Figs. 77, 78.

A thin layer of substance gains greatly in power of resisting a transverse strain, if it is bent round so as to form a tube: witness the difference between the pliability of a sheet of paper when outspread, and the rigidity of the same sheet of paper when rolled up. Engineers constantly recognize this truth, in devising appliances by which the greatest strength shall be obtained at the smallest cost of material; and among organisms, we see that natural selection habitually establishes structures conforming to the same principle, wherever lightness and stiffness are to be combined. The cylindrical bones of mammals and birds, and the hollow shafts of feathers, are examples. The lower plants, too, furnish cases where the strength needful for maintaining an upright position, is acquired by this rolling up of a flat thallus or frond. In Fig. [77] we have an Alga which approaches towards a tubular distribution of substance; and which has a consequent rigidity. Sundry common forms of lichen, having the thallus folded into a branched tube, still more decidedly display the connexion between this structural arrangement and this mechanical advantage.

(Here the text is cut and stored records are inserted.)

use chrono::{Datelike, NaiveDate};
use serde::{Deserialize, Serialize};

use super::tier::Tier;

/// FNV-1a 32-bit offset basis
pub const FNV_OFFSET_BASIS: u32 = 0x811c9dc5;

/// FNV-1a 32-bit prime
pub const FNV_PRIME: u32 = 0x01000193;

/// Date format used in seeds and share links
pub const DATE_FORMAT: &str = "%Y-%m-%d";

/// Validated input for a single calculation.
///
/// Names are kept as entered (trimmed); normalization happens while building
/// the seed so history and share links show what the user typed.
#[derive(Debug, Clone, PartialEq, Eq, Serialize, Deserialize)]
pub struct ScoreInput {
    pub name_a: String,
    pub name_b: String,
    pub date_a: Option<NaiveDate>,
    pub date_b: Option<NaiveDate>,
}

impl ScoreInput {
    /// Input with names only (no birthdate bonus)
    pub fn names(name_a: impl Into<String>, name_b: impl Into<String>) -> Self {
        Self {
            name_a: name_a.into(),
            name_b: name_b.into(),
            date_a: None,
            date_b: None,
        }
    }

    pub fn with_dates(mut self, date_a: Option<NaiveDate>, date_b: Option<NaiveDate>) -> Self {
        self.date_a = date_a;
        self.date_b = date_b;
        self
    }
}

#[derive(Debug, Clone, Copy, PartialEq, Eq, Serialize, Deserialize)]
pub struct ScoreResult {
    pub score: u8,
    pub tier: Tier,
}

/// Lowercase, trim, and collapse whitespace runs to a single space.
pub fn normalize(name: &str) -> String {
    name.to_lowercase()
        .split_whitespace()
        .collect::<Vec<_>>()
        .join(" ")
}

/// 32-bit FNV-1a over the UTF-16 code units of `text`.
///
/// UTF-16 units match what browsers hash, so scores stay identical for links
/// created by the web version.
pub fn hash32(text: &str) -> u32 {
    text.encode_utf16().fold(FNV_OFFSET_BASIS, |hash, unit| {
        (hash ^ u32::from(unit)).wrapping_mul(FNV_PRIME)
    })
}

/// Build the seed string: `nameA|nameB|dateA|dateB`, empty for missing dates.
pub fn seed(input: &ScoreInput) -> String {
    format!(
        "{}|{}|{}|{}",
        normalize(&input.name_a),
        normalize(&input.name_b),
        format_date(input.date_a),
        format_date(input.date_b)
    )
}

fn format_date(date: Option<NaiveDate>) -> String {
    date.map(|d| d.format(DATE_FORMAT).to_string())
        .unwrap_or_default()
}

/// Birthdate bonus in 0..8. Zero unless both dates are present.
///
/// Day is 1-indexed, month is 0-indexed (January = 0).
pub fn date_bonus(date_a: Option<NaiveDate>, date_b: Option<NaiveDate>) -> u32 {
    match (date_a, date_b) {
        (Some(a), Some(b)) => (a.day() + b.day() + a.month0() + b.month0()) % 8,
        _ => 0,
    }
}

/// Compute the compatibility score for `input`.
pub fn score(input: &ScoreInput) -> ScoreResult {
    let hash = hash32(&seed(input));
    let base = hash % 100 + 1;
    let bonus = date_bonus(input.date_a, input.date_b);
    let score = (base + bonus).min(100) as u8;

    ScoreResult {
        score,
        tier: Tier::from_score(score),
    }
}

#[cfg(test)]
mod tests {
    use super::*;
    use proptest::prelude::*;

    fn date(s: &str) -> NaiveDate {
        NaiveDate::parse_from_str(s, DATE_FORMAT).unwrap()
    }

    #[test]
    fn test_hash_empty_is_offset_basis() {
        assert_eq!(hash32(""), 0x811c9dc5);
    }

    #[test]
    fn test_hash_known_vectors() {
        assert_eq!(hash32("a"), 0xe40c292c);
        assert_eq!(hash32("foobar"), 0xbf9cf968);
    }

    #[test]
    fn test_hash_uses_utf16_code_units() {
        // Same values as a charCodeAt loop in a browser
        assert_eq!(hash32("é"), 0x6c0b6c44);
        // Astral character hashes as its surrogate pair
        assert_eq!(hash32("😀"), 0xcb31c4b8);
        // UTF-8 bytes of "é" give 0x1e9de8c1
        assert_ne!(hash32("é"), 0x1e9de8c1);
    }

    #[test]
    fn test_normalize_collapses_whitespace() {
        assert_eq!(normalize("  Jane   Doe "), "jane doe");
        assert_eq!(normalize("O'BRIEN\t-\nSMITH"), "o'brien - smith");
        assert_eq!(normalize("   "), "");
    }

    #[test]
    fn test_seed_layout() {
        let input = ScoreInput::names("  Jane   Doe ", "John Smith")
            .with_dates(Some(date("1990-05-17")), None);
        assert_eq!(seed(&input), "jane doe|john smith|1990-05-17|");
    }

    #[test]
    fn test_score_without_dates_is_base() {
        // hash32("alice|bob||") = 0x52cdb8f8
        let result = score(&ScoreInput::names("Alice", "Bob"));
        assert_eq!(result.score, 45);
        assert_eq!(result.tier, Tier::Medium);
    }

    #[test]
    fn test_score_is_order_sensitive() {
        let ab = score(&ScoreInput::names("Alice", "Bob"));
        let ba = score(&ScoreInput::names("Bob", "Alice"));
        assert_eq!(ba.score, 53);
        assert_ne!(ab.score, ba.score);
    }

    #[test]
    fn test_score_ignores_case_and_spacing() {
        let a = score(&ScoreInput::names("Jane Doe", "John Smith"));
        let b = score(&ScoreInput::names("  JANE   doe", "john  SMITH "));
        assert_eq!(a, b);
        assert_eq!(a.score, 70);
    }

    #[test]
    fn test_score_with_dates_adds_bonus() {
        // base 46, bonus (17 + 3 + 4 + 11) % 8 = 3
        let input = ScoreInput::names("Jane Doe", "John Smith")
            .with_dates(Some(date("1990-05-17")), Some(date("1988-12-03")));
        assert_eq!(date_bonus(input.date_a, input.date_b), 3);
        assert_eq!(score(&input).score, 49);
    }

    #[test]
    fn test_single_date_gives_no_bonus() {
        assert_eq!(date_bonus(Some(date("2000-12-31")), None), 0);
        assert_eq!(date_bonus(None, Some(date("2000-12-31"))), 0);
    }

    #[test]
    fn test_month_is_zero_indexed() {
        // (31 + 31 + 0 + 11) % 8 = 1
        assert_eq!(
            date_bonus(Some(date("2000-01-31")), Some(date("2000-12-31"))),
            1
        );
    }

    #[test]
    fn test_score_clamps_at_100() {
        // hash32("afw|bob|2000-01-02|2000-01-01") % 100 == 99, bonus 3
        let input = ScoreInput::names("afw", "bob")
            .with_dates(Some(date("2000-01-02")), Some(date("2000-01-01")));
        assert_eq!(hash32(&seed(&input)) % 100 + 1, 100);
        assert_eq!(date_bonus(input.date_a, input.date_b), 3);
        let result = score(&input);
        assert_eq!(result.score, 100);
        assert_eq!(result.tier, Tier::Perfect);
    }

    #[test]
    fn test_empty_names_still_score() {
        // Engine has no required-field contract: hash32("|||") % 100 + 1
        let result = score(&ScoreInput::names("", ""));
        assert!((1..=100).contains(&result.score));
    }

    proptest! {
        #[test]
        fn prop_score_is_deterministic(a in ".{0,24}", b in ".{0,24}") {
            let input = ScoreInput::names(a, b);
            prop_assert_eq!(score(&input), score(&input));
        }

        #[test]
        fn prop_no_dates_means_base_score(a in "[a-zA-Z '-]{0,24}", b in "[a-zA-Z '-]{0,24}") {
            let input = ScoreInput::names(a, b);
            let expected = (hash32(&seed(&input)) % 100 + 1) as u8;
            prop_assert_eq!(score(&input).score, expected);
        }

        #[test]
        fn prop_score_in_range_with_dates(
            a in "[a-z]{1,12}",
            b in "[a-z]{1,12}",
            days_a in 0i64..50_000,
            days_b in 0i64..50_000,
        ) {
            let epoch = date("1900-01-01");
            let input = ScoreInput::names(a, b).with_dates(
                Some(epoch + chrono::Duration::days(days_a)),
                Some(epoch + chrono::Duration::days(days_b)),
            );
            let result = score(&input);
            prop_assert!((1..=100).contains(&result.score));
            prop_assert_eq!(result.tier, Tier::from_score(result.score));
        }
    }
}
//! System clipboard access for copying share links.
//!
//! The clipboard is missing in SSH sessions and headless environments, so
//! every call returns a `Result` instead of panicking.

use anyhow::{Context, Result};
use arboard::Clipboard;

/// Copy `text` to the system clipboard.
pub fn copy_to_clipboard(text: &str) -> Result<()> {
    let mut clipboard = Clipboard::new().context("Clipboard not available")?;
    clipboard
        .set_text(text)
        .context("Failed to copy to clipboard")?;
    tracing::debug!(len = text.len(), "copied to clipboard");
    Ok(())
}

#[cfg(test)]
mod tests {
    use super::*;

    #[test]
    fn test_copy_does_not_panic() {
        // The clipboard may or may not be available in CI
        if let Err(e) = copy_to_clipboard("https://lovecalc.app/?a=Alice&b=Bob") {
            assert!(e.to_string().contains("lipboard"));
        }
    }
}
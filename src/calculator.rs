//! One calculation from raw input to a displayable outcome.
//!
//! Validates, scores, picks tips, records the result in history and builds
//! the share link. Time and storage are injected so the whole flow runs
//! without touching the system clock or disk in tests.

use rand::Rng;
use thiserror::Error;

use crate::clock::Clock;
use crate::config::Config;
use crate::history::{HistoryEntry, ResultStore};
use crate::scoring::{self, FieldError, RawInput, ScoreInput, Tier};
use crate::share::{LinkError, ShareLink};

#[derive(Debug, Error)]
pub enum CalcError {
    #[error("invalid input ({} field error(s))", .0.len())]
    Invalid(Vec<FieldError>),
    #[error(transparent)]
    Link(#[from] LinkError),
    #[error("no recent calculation at index {index} (have {available})")]
    NoSuchEntry { index: usize, available: usize },
    #[error(transparent)]
    Storage(#[from] anyhow::Error),
}

/// Everything needed to show a result
#[derive(Debug, Clone, PartialEq)]
pub struct Outcome {
    pub input: ScoreInput,
    pub score: u8,
    pub tier: Tier,
    pub message: &'static str,
    pub tips: Vec<&'static str>,
    pub link: String,
    /// Score reached the celebration threshold
    pub celebrate: bool,
}

pub struct Calculator<'a> {
    clock: &'a dyn Clock,
    store: &'a dyn ResultStore,
    config: &'a Config,
    save: bool,
}

impl<'a> Calculator<'a> {
    pub fn new(clock: &'a dyn Clock, store: &'a dyn ResultStore, config: &'a Config) -> Self {
        Self {
            clock,
            store,
            config,
            save: config.history.enabled,
        }
    }

    /// Skip recording results in history
    pub fn without_saving(mut self) -> Self {
        self.save = false;
        self
    }

    /// Validate and score `raw`, recording the result.
    pub fn calculate(&self, raw: &RawInput) -> Result<Outcome, CalcError> {
        self.calculate_with(raw, &mut rand::rng())
    }

    /// Same as `calculate` with a caller-provided RNG for tip selection.
    pub fn calculate_with<R: Rng>(
        &self,
        raw: &RawInput,
        rng: &mut R,
    ) -> Result<Outcome, CalcError> {
        let input = scoring::validate_input(raw, self.clock).map_err(|errors| {
            tracing::debug!(count = errors.len(), "input rejected");
            CalcError::Invalid(errors)
        })?;
        self.score_input(input, rng)
    }

    /// Recompute the recent entry at a 1-based `index`.
    pub fn rerun(&self, index: usize) -> Result<Outcome, CalcError> {
        let history = self.store.load()?;
        let entry = history.get(index).ok_or(CalcError::NoSuchEntry {
            index,
            available: history.len(),
        })?;
        tracing::debug!(index, "re-running recent calculation");
        self.score_input(entry.input(), &mut rand::rng())
    }

    /// Compute the result encoded in a share link.
    pub fn from_link(&self, link: &str) -> Result<Outcome, CalcError> {
        let raw = ShareLink::parse(link)?.into_raw();
        self.calculate(&raw)
    }

    fn score_input<R: Rng>(
        &self,
        input: ScoreInput,
        rng: &mut R,
    ) -> Result<Outcome, CalcError> {
        let result = scoring::score(&input);
        tracing::debug!(score = result.score, tier = %result.tier, "scored");

        if self.save {
            let mut history = self.store.load()?;
            history.record(
                HistoryEntry::new(&input, result.score, self.clock.now()),
                self.config.history.limit,
            );
            self.store.save(&history)?;
        }

        let link = ShareLink::from_input(&input).to_url(&self.config.share.base_url)?;

        Ok(Outcome {
            score: result.score,
            tier: result.tier,
            message: result.tier.message(),
            tips: scoring::pick_tips(rng),
            link,
            celebrate: result.score >= self.config.celebrate_at,
            input,
        })
    }
}
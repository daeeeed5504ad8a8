use url::Url;

use super::schema::Config;

/// Validate configuration at startup.
/// Returns all validation errors at once (not just the first).
pub fn validate_config(config: &Config) -> Result<(), Vec<String>> {
    let mut errors = Vec::new();

    if !(1..=100).contains(&config.celebrate_at) {
        errors.push(format!(
            "celebrate_at: must be between 1 and 100, got {}",
            config.celebrate_at
        ));
    }

    if config.history.limit == 0 {
        errors.push("history.limit: must be at least 1".to_string());
    }

    match Url::parse(&config.share.base_url) {
        Ok(url) if url.scheme() == "http" || url.scheme() == "https" => {}
        Ok(url) => errors.push(format!(
            "share.base_url: unsupported scheme '{}' in '{}'",
            url.scheme(),
            config.share.base_url
        )),
        Err(e) => errors.push(format!(
            "share.base_url: invalid '{}' - {}",
            config.share.base_url, e
        )),
    }

    if errors.is_empty() {
        Ok(())
    } else {
        Err(errors)
    }
}
use anyhow::{Context, Result};

use super::intents::ShareTarget;

/// Open the share dialog for `target` in the user's default browser.
///
/// Returns the URL that was opened.
///
/// # Errors
/// Returns error if the intent URL can't be built or no browser is available
pub fn open_share_dialog(target: ShareTarget, text: &str, link: &str) -> Result<String> {
    let url = target.intent_url(text, link)?;
    tracing::debug!(%url, ?target, "opening share dialog");
    webbrowser::open(&url).with_context(|| format!("Failed to open browser for URL: {}", url))?;
    Ok(url)
}
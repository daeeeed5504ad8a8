//! Deterministic name compatibility scores.
//!
//! The score is a pure function of two names and two optional birthdates
//! (see [`scoring::score`]), so a share link carrying the same inputs always
//! reproduces the same result. Everything around it (validation, recent
//! results, share links, terminal output) lives in the other modules.

pub mod calculator;
pub mod clock;
pub mod config;
pub mod history;
pub mod logging;
pub mod output;
pub mod scoring;
pub mod share;

pub use calculator::{CalcError, Calculator, Outcome};
pub use clock::{Clock, FixedClock, SystemClock};
pub use scoring::{score, RawInput, ScoreInput, ScoreResult, Tier};
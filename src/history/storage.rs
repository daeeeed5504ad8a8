use super::types::{History, HISTORY_VERSION};
use anyhow::{Context, Result};
use atomic_write_file::AtomicWriteFile;
use std::cell::RefCell;
use std::fs::{self, File};
use std::path::{Path, PathBuf};

/// Where recent results are kept between runs
pub trait ResultStore {
    fn load(&self) -> Result<History>;
    fn save(&self, history: &History) -> Result<()>;
}

/// Get the default history file path (~/.config/lovecalc/recent.json)
pub fn get_history_path() -> Result<PathBuf> {
    Ok(crate::config::get_config_dir()?.join("recent.json"))
}

/// Load history from a JSON file
///
/// If the file doesn't exist, returns a new empty history.
/// If the file exists but has an unsupported version, returns an error.
pub fn load_history(path: &Path) -> Result<History> {
    if !path.exists() {
        tracing::debug!(path = %path.display(), "no history file, starting empty");
        return Ok(History::new());
    }

    let file = File::open(path)
        .with_context(|| format!("Failed to open history file at {}", path.display()))?;

    let history: History = serde_json::from_reader(file).context("Failed to load history")?;

    if history.version != HISTORY_VERSION {
        anyhow::bail!("Unsupported history version: {}", history.version);
    }

    tracing::debug!(entries = history.len(), "loaded history");
    Ok(history)
}

/// Save history to a JSON file atomically
///
/// Creates the parent directory if it doesn't exist.
pub fn save_history(path: &Path, history: &History) -> Result<()> {
    if let Some(parent) = path.parent() {
        fs::create_dir_all(parent)
            .with_context(|| format!("Failed to create directory at {}", parent.display()))?;
    }

    let mut file = AtomicWriteFile::open(path)
        .with_context(|| format!("Failed to open atomic write file at {}", path.display()))?;

    serde_json::to_writer_pretty(&mut file, history).context("Failed to serialize history")?;

    file.commit().context("Failed to save history")?;

    tracing::debug!(entries = history.len(), path = %path.display(), "saved history");
    Ok(())
}

/// History kept in a JSON file
#[derive(Debug, Clone)]
pub struct JsonFileStore {
    path: PathBuf,
}

impl JsonFileStore {
    pub fn new(path: impl Into<PathBuf>) -> Self {
        Self { path: path.into() }
    }
}

impl ResultStore for JsonFileStore {
    fn load(&self) -> Result<History> {
        load_history(&self.path)
    }

    fn save(&self, history: &History) -> Result<()> {
        save_history(&self.path, history)
    }
}

/// History kept in memory, for tests and `--no-save` runs
#[derive(Debug, Default)]
pub struct MemoryStore {
    history: RefCell<History>,
}

impl MemoryStore {
    pub fn new() -> Self {
        Self::default()
    }

    pub fn with_history(history: History) -> Self {
        Self {
            history: RefCell::new(history),
        }
    }

    pub fn snapshot(&self) -> History {
        self.history.borrow().clone()
    }
}

impl ResultStore for MemoryStore {
    fn load(&self) -> Result<History> {
        Ok(self.history.borrow().clone())
    }

    fn save(&self, history: &History) -> Result<()> {
        *self.history.borrow_mut() = history.clone();
        Ok(())
    }
}
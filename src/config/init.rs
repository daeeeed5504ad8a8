use anyhow::{Context, Result};
use atomic_write_file::AtomicWriteFile;
use std::fs;
use std::io::Write;
use std::path::Path;

use super::schema::Config;

const HEADER: &str = "\
# lovecalc configuration
#
# colors: auto | always | never
# celebrate_at: score at or above which a result is celebrated (1-100)
# history.limit: number of recent results kept
# share.base_url: page that share links point at
";

/// Write a config file with every setting at its default.
///
/// Refuses to replace an existing file unless `force` is set.
pub fn write_default_config(path: &Path, force: bool) -> Result<()> {
    if path.exists() && !force {
        anyhow::bail!(
            "Config file already exists at {}. Use --force to overwrite.",
            path.display()
        );
    }

    if let Some(parent) = path.parent() {
        fs::create_dir_all(parent)
            .with_context(|| format!("Failed to create config directory at {}", parent.display()))?;
    }

    let yaml = serde_saphyr::to_string(&Config::default())
        .context("Failed to serialize default config")?;

    let mut file = AtomicWriteFile::open(path)
        .with_context(|| format!("Failed to open atomic write file at {}", path.display()))?;
    file.write_all(HEADER.as_bytes())
        .context("Failed to write config file")?;
    file.write_all(yaml.as_bytes())
        .context("Failed to write config file")?;
    file.commit().context("Failed to save config file")?;

    tracing::info!(path = %path.display(), "wrote default config");
    Ok(())
}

And from the particular class of plants we are here dealing with—the Archegoniates—a type is shown in Fig. [78], Riella helicophylla, similarly characterized by a thin frond that is made stiff enough to stand, by an incurving which, though it does not produce a hollow cylinder, produces a kindred form. If, then, as we have seen, natural selection or survival of the fittest will favour such among these recumbent Archegoniates as are enabled, by variations in their structures, to maintain raised postures; it will favour the formation of fronds that curve round upon themselves, and curve round upon the fronds growing out of them. What, now, will be the result should such a modification take place in the group of proliferous fronds represented in Fig. [76]? Clearly, the result will be a structure like that shown in Fig. [79]. And if this inrolling becomes more complete, a form like Jungermannia cordifolia, represented in Fig. [80], will be produced.

Figs. 79, 80.

Figs. 81–89.

Figs. 90, 91.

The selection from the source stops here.